I am running an Intro to Robotics class, and I am having them create different projects to use in my classroom with pi zero 2ws. For example: a countdown clock using LED lights. I want to be able to connect all these projects together with a Raspberry Pi 4 wirelessly and be able to control them. I do not have access to the school wifi as it is blocked, and so I cannot ssh into the pi. I need to make a standalone network that I can access.

Is it possible for the Pi 4 to set up a network that several devices can connect to? And then, could I use my own personal computer to connect to it and send out commands to the separate pi projects? For example - Type '3 minutes' into Thonny from my computer and have the pi zero start a 3 minute countdown on a separate device.

There are several tutorials on creating wifi access points, but they are all way over my head. Is there a simple way to do this? Or, can you direct me to a good resource?
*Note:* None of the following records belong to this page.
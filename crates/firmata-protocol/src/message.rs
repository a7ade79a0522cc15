//! Typed decoding of completed frames
//!
//! A [`Frame`] is structure without meaning; [`Message::from_frame`] turns
//! it into a typed protocol message. SysEx payloads dispatch on their first
//! byte; sub-commands outside the known set come back as an opaque
//! [`Message::SysexPayload`], the designed extension point for protocol
//! additions this decoder does not natively understand.

use crate::error::DecodeError;
use crate::framer::{FixedKind, Frame};
use crate::wire::{
    combine_u14, decode_packed_bytes, decode_packed_string, SYSEX_I2C_REPLY,
    SYSEX_REPORT_FIRMWARE, SYSEX_STEPPER_DATA, SYSEX_STRING_DATA,
};

/// Payload of an I2C reply
#[derive(Debug, Clone, PartialEq, Eq)]
#[cfg_attr(feature = "serde", derive(serde::Serialize, serde::Deserialize))]
pub struct I2cReply {
    /// 14-bit device address
    pub address: u16,
    /// 14-bit register
    pub register: u16,
    /// Reply data, recombined from 7-bit pairs
    pub data: Vec<u8>,
}

/// A decoded inbound protocol message
#[derive(Debug, Clone, PartialEq, Eq)]
pub enum Message {
    /// New 8-bit value for a digital port
    DigitalPort { port: u8, value: u8 },
    /// Protocol version report
    ProtocolVersion { major: u8, minor: u8 },
    /// New sample for an analog channel
    AnalogChannel { channel: u8, value: u16 },
    /// Firmware version and name report
    FirmwareReport { major: u8, minor: u8, name: String },
    /// Decoded string message
    StringData(String),
    /// I2C read reply
    I2cReply(I2cReply),
    /// A stepper finished its motion
    StepperDone { stepper_id: u16 },
    /// SysEx payload with an unrecognized sub-command, passed through raw
    SysexPayload(Vec<u8>),
}

impl Message {
    /// Decode a completed frame
    pub fn from_frame(frame: Frame) -> Result<Message, DecodeError> {
        match frame {
            Frame::Fixed {
                kind,
                channel,
                value,
            } => Ok(match kind {
                FixedKind::DigitalPort => Message::DigitalPort {
                    port: channel,
                    value: (value & 0xFF) as u8,
                },
                // Major arrives first, so it sits in the low 7 bits
                FixedKind::ProtocolVersion => Message::ProtocolVersion {
                    major: (value & 0x7F) as u8,
                    minor: ((value >> 7) & 0x7F) as u8,
                },
                FixedKind::AnalogChannel => Message::AnalogChannel { channel, value },
            }),
            Frame::Sysex(payload) => Self::from_sysex(payload),
        }
    }

    /// Decode a SysEx payload; the framer guarantees it is non-empty
    fn from_sysex(payload: Vec<u8>) -> Result<Message, DecodeError> {
        match payload[0] {
            SYSEX_REPORT_FIRMWARE => {
                if payload.len() < 3 {
                    return Err(DecodeError::TruncatedSysex {
                        kind: "firmware report",
                        len: payload.len(),
                    });
                }
                // Version bytes arrive minor first, then the name as one
                // 7-bit pair per character
                Ok(Message::FirmwareReport {
                    minor: payload[1],
                    major: payload[2],
                    name: decode_packed_string(&payload[3..]),
                })
            }
            SYSEX_STRING_DATA => Ok(Message::StringData(decode_packed_string(&payload[1..]))),
            SYSEX_I2C_REPLY => {
                if payload.len() < 5 {
                    return Err(DecodeError::TruncatedSysex {
                        kind: "I2C reply",
                        len: payload.len(),
                    });
                }
                Ok(Message::I2cReply(I2cReply {
                    address: combine_u14(payload[1], payload[2]),
                    register: combine_u14(payload[3], payload[4]),
                    data: decode_packed_bytes(&payload[5..]),
                }))
            }
            SYSEX_STEPPER_DATA => {
                if payload.len() < 2 {
                    return Err(DecodeError::TruncatedSysex {
                        kind: "stepper report",
                        len: payload.len(),
                    });
                }
                // Identifier is two bytes only when there is room for both
                let stepper_id = if payload.len() > 2 {
                    combine_u14(payload[1], payload[2])
                } else {
                    (payload[1] & 0x7F) as u16
                };
                Ok(Message::StepperDone { stepper_id })
            }
            _ => Ok(Message::SysexPayload(payload)),
        }
    }
}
Here is one webpage that looks like it has a lot of information, but it is rather confusing to me. As a teacher, I am an avid learner. Would you send me to a good place to begin learning about networks?


Setting up a Raspberry Pi as an access point - the easy way


3 Answers 3


A Cheap WiFi Router

The simplest way seems to get hold of a cheap WiFi router. It can be old. You don't need high speed or the latest protocol. Any WiFi router that supports 802.11n should work.
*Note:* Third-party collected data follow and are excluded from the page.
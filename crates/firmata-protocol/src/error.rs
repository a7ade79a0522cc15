//! Error types for protocol decoding

use thiserror::Error;

/// Errors from decoding a completed frame
///
/// These are never fatal: the engine logs the offending payload and
/// resynchronizes on the next clean frame.
#[derive(Debug, Error, Clone, PartialEq, Eq)]
pub enum DecodeError {
    /// A known SysEx sub-command arrived with too few payload bytes
    #[error("{kind} payload too short: {len} bytes")]
    TruncatedSysex {
        /// Human-readable sub-command name
        kind: &'static str,
        /// Actual payload length, including the sub-command byte
        len: usize,
    },
}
The router should not be connected to the Internet. You can set it up by temporarily connecting the router to the laptop or the Pi 4 using an Ethernet cable. You may want to change the SSID to something like "ClassBotNetwork" and assign a password.

Once setup you should be able to connect all the Pies to that WiFi network as usual.

You will need to setup all the Pi 0s as ssh servers. At this point you should be able to ssh from your Pi 4 to all the Pi 0s.

There are ssh tools that allow connecting to multiple servers, P 0s in your case, and send the same commands to them all. For example, pssh or clusterssh.

Hope this helps

  • 1
    ...I had never thought about this. That is definitely the easiest work around. I just ordered a $20 router. Thank you so much! I have already used ssh for Pi 0s before, so it should quite simple. Apr 5, 2022 at 19:32

Tough spot for a teacher... if this were my problem, I think I would first try to follow the systemd procedure - the one you noted at the bottom of your question. @Ingo's answers are typically very thorough, and this answer has quite a few upvotes. He also provided another answer that contains some "checkpoints" that may be useful.

A few other comments that may or may not help... I make them only because your question omits some specifics:

  • With the stand-alone network you describe, there is no need for routers; a router would only be needed (for example) to route your stand-alone network traffic into the school's WiFi system, or directly to the Internet.

  • Re *"a simple way to do this?"*: Simple is a relative term of course, but if you mean you do not wish to make configuration changes to your system, then I'd suggest you consider spending a bit of cash to get perhaps a human friendly commercial WiFi box - perhaps similar to this.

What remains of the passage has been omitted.